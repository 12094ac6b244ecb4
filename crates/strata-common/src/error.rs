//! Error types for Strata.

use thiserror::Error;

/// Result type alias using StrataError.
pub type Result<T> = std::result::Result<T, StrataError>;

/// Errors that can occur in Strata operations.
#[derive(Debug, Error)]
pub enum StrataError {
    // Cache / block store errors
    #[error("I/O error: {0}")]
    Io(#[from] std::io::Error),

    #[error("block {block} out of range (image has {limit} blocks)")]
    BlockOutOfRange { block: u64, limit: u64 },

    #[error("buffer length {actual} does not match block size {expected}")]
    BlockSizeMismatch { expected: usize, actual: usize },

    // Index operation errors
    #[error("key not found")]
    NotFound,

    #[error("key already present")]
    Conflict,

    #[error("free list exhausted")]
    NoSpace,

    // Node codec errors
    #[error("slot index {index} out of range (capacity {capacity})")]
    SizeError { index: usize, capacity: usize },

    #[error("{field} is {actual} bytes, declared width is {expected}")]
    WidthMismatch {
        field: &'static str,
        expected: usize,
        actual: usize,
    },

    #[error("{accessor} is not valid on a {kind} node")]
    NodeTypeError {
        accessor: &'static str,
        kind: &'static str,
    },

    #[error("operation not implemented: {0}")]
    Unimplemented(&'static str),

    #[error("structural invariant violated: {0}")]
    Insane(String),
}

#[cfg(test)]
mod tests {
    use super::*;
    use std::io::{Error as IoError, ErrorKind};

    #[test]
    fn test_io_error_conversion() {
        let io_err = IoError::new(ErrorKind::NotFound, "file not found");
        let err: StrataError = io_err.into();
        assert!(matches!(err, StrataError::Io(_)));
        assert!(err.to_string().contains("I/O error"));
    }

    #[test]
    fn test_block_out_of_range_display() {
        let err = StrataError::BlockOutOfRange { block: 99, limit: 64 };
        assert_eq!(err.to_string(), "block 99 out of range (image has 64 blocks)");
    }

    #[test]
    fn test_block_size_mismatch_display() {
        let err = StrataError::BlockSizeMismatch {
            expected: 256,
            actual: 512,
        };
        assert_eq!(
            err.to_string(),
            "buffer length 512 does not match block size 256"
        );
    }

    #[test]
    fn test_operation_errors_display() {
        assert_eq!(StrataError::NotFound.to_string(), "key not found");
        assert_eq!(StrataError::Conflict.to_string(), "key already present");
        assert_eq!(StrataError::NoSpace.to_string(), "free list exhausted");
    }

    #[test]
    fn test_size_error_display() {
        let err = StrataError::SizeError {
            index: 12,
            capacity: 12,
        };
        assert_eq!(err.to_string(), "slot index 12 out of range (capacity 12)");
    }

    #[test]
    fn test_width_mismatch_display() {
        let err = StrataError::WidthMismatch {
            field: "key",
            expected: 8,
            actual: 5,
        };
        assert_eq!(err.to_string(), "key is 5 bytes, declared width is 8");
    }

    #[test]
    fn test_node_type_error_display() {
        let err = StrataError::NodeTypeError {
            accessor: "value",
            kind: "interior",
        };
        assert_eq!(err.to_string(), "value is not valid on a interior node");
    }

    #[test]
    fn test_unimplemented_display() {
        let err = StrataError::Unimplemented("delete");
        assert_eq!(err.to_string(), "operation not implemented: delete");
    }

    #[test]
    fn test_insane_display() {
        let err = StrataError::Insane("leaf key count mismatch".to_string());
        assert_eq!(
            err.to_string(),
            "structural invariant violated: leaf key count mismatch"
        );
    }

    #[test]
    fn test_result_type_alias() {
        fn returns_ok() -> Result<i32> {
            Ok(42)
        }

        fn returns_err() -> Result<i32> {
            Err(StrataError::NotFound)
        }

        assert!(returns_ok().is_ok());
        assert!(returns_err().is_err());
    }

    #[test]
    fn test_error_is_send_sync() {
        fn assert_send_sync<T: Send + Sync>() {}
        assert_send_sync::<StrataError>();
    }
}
● ● ● ●
REQUIRED WORK: Please give the listing above one more time, exactly as it reads.

ANSWER BOX:
repository 12094ac6b244ecb4
filename crates/strata-common/src/error.rs
//! Error types for Strata.

use thiserror::Error;

/// Result type alias using StrataError.
pub type Result<T> = std::result::Result<T, StrataError>;

/// Errors that can occur in Strata operations.
#[derive(Debug, Error)]
pub enum StrataError {
    // Cache / block store errors
    #[error("I/O error: {0}")]
    Io(#[from] std::io::Error),

    #[error("block {block} out of range (image has {limit} blocks)")]
    BlockOutOfRange { block: u64, limit: u64 },

    #[error("buffer length {actual} does not match block size {expected}")]
    BlockSizeMismatch { expected: usize, actual: usize },

    // Index operation errors
    #[error("key not found")]
    NotFound,

    #[error("key already present")]
    Conflict,

    #[error("free list exhausted")]
    NoSpace,

    // Node codec errors
    #[error("slot index {index} out of range (capacity {capacity})")]
    SizeError { index: usize, capacity: usize },

    #[error("{field} is {actual} bytes, declared width is {expected}")]
    WidthMismatch {
        field: &'static str,
        expected: usize,
        actual: usize,
    },

    #[error("{accessor} is not valid on a {kind} node")]
    NodeTypeError {
        accessor: &'static str,
        kind: &'static str,
    },

    #[error("operation not implemented: {0}")]
    Unimplemented(&'static str),

    #[error("structural invariant violated: {0}")]
    Insane(String),
}

#[cfg(test)]
mod tests {
    use super::*;
    use std::io::{Error as IoError, ErrorKind};

    #[test]
    fn test_io_error_conversion() {
        let io_err = IoError::new(ErrorKind::NotFound, "file not found");
        let err: StrataError = io_err.into();
        assert!(matches!(err, StrataError::Io(_)));
        assert!(err.to_string().contains("I/O error"));
    }

    #[test]
    fn test_block_out_of_range_display() {
        let err = StrataError::BlockOutOfRange { block: 99, limit: 64 };
        assert_eq!(err.to_string(), "block 99 out of range (image has 64 blocks)");
    }

    #[test]
    fn test_block_size_mismatch_display() {
        let err = StrataError::BlockSizeMismatch {
            expected: 256,
            actual: 512,
        };
        assert_eq!(
            err.to_string(),
            "buffer length 512 does not match block size 256"
        );
    }

    #[test]
    fn test_operation_errors_display() {
        assert_eq!(StrataError::NotFound.to_string(), "key not found");
        assert_eq!(StrataError::Conflict.to_string(), "key already present");
        assert_eq!(StrataError::NoSpace.to_string(), "free list exhausted");
    }

    #[test]
    fn test_size_error_display() {
        let err = StrataError::SizeError {
            index: 12,
            capacity: 12,
        };
        assert_eq!(err.to_string(), "slot index 12 out of range (capacity 12)");
    }

    #[test]
    fn test_width_mismatch_display() {
        let err = StrataError::WidthMismatch {
            field: "key",
            expected: 8,
            actual: 5,
        };
        assert_eq!(err.to_string(), "key is 5 bytes, declared width is 8");
    }

    #[test]
    fn test_node_type_error_display() {
        let err = StrataError::NodeTypeError {
            accessor: "value",
            kind: "interior",
        };
        assert_eq!(err.to_string(), "value is not valid on a interior node");
    }

    #[test]
    fn test_unimplemented_display() {
        let err = StrataError::Unimplemented("delete");
        assert_eq!(err.to_string(), "operation not implemented: delete");
    }

    #[test]
    fn test_insane_display() {
        let err = StrataError::Insane("leaf key count mismatch".to_string());
        assert_eq!(
            err.to_string(),
            "structural invariant violated: leaf key count mismatch"
        );
    }

    #[test]
    fn test_result_type_alias() {
        fn returns_ok() -> Result<i32> {
            Ok(42)
        }

        fn returns_err() -> Result<i32> {
            Err(StrataError::NotFound)
        }

        assert!(returns_ok().is_ok());
        assert!(returns_err().is_err());
    }

    #[test]
    fn test_error_is_send_sync() {
        fn assert_send_sync<T: Send + Sync>() {}
        assert_send_sync::<StrataError>();
    }
}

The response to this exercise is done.